Dès 18K2, Bismarck avait dit : « C’est ferro et igni que doit se dénouer la querelle ouverte depuis Frédéric et Marie-Thérèse pour la domination en Allemagne. » Il ne réussissait qu’en 1866 à ouvrir le formidable duel. Que de patience, que d’efforts exténuans, que de travail, que de courage pour y parvenir ! Combien de fois il a pu croire tout perdu ! Mais aucun contretemps, aucune mauvaise volonté, aucun acharnement, aucune intrigue ne lassent son indomptable génie. Autour de lui ou devant lui, personne qui ne tâtonne, ne fléchisse ou ne se démente ; lui seul, au milieu du va-et-vient des faits et des projets, demeure immuable comme le roc qui se rit de la vague. Ses contradictions apparentes ne sont que des souplesses tactiques ; il ne prend pas même la peine de dissimuler son dessein, n’employant que les fourberies de style auxquelles se prennent seulement les niais ou les complices volontaires.

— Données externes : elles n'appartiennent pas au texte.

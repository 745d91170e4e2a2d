//! # sable-canon
//!
//! Byte-stable canonical JSON serialization and content-hash integrity
//! checking for SABLE bundle payloads.
//!
//! ## Module Roles
//!
//! | Module | Responsibility | Public Entry Points |
//! |---|---|---|
//! | `canon` | Deterministic JSON encoding | [`canonicalize`], [`write_canonical`] |
//! | `integrity` | Content hashing and verification | [`hash_bytes`], [`hash_json`], [`verify`], [`ContentHash`] |
//!
//! ## Contract
//!
//! The canonical form is the wire format consumed by [`hash_json`]: object
//! keys in ascending code-point order, arrays in insertion order, no
//! whitespace, integral floats collapsed to integer form, non-finite floats
//! encoded as `null`. Two values hash equal exactly when their canonical
//! encodings are byte-identical.
//!
//! ```no_run
//! use sable_canon::{canonicalize, hash_json, HashAlgorithm};
//! use serde_json::json;
//!
//! let doc = json!({"b": 1, "a": [3, 2, 1], "c": null});
//! assert_eq!(canonicalize(&doc), r#"{"a":[3,2,1],"b":1,"c":null}"#);
//!
//! let digest = hash_json(&doc, HashAlgorithm::Sha256);
//! assert!(digest.to_string().starts_with("sha-256:"));
//! ```

pub mod canon;
pub mod integrity;

pub use canon::{canonicalize, write_canonical};
pub use integrity::{
    hash_bytes, hash_json, hash_string, verify, ContentHash, HashAlgorithm, IntegrityError,
};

A mesure qu’il approche des sommets de son ambition, ses pensées s’étendent avec l’horizon plus vaste ouvert à son regard. Déjà depuis longtemps, de hobereau fanatique de l’alliance autrichienne, il était devenu Prussien ennemi de l’Autriche ; il se fit alors décidément Allemand, à la façon des hommes de 1848, ses anciens ennemis. Luther a comparé l’Allemagne à un beau et fougueux étalon, abondamment pourvu de fourrage, auquel manquait un cavalier. « Me voici, dit Bismarck à cette Allemagne : je suis le cavalier que tu attends ; ne viens-je pas de te prouver que je sais bien manier le mors et l’éperon ? » Admirable exemple de ce que peut une volonté.

Une seule volonté eût pu briser la sienne : celle de Napoléon III. Plus d’une fois, l’Empereur aurait pu d’un veto déjouer ses calculs, déconcerter son audace, rendre sa guerre impossible, l’obliger à capituler devant son Parlement et devant l’Autriche, le réduire à n’être qu’un Radowitz foudroyé. Ce veto, quelque effort qu’on ait fait pour l’obtenir, l’Empereur ne le prononça pas. Il est dans la destinée que ce soit toujours avec les encouragemens de la France que la Prusse aille aux entreprises ambitieuses : « Quand Frédéric envahit la Silésie, il semblait seul, sans allié ; mais, en réalité, il avait la France derrière lui[1].

  1. Michelet.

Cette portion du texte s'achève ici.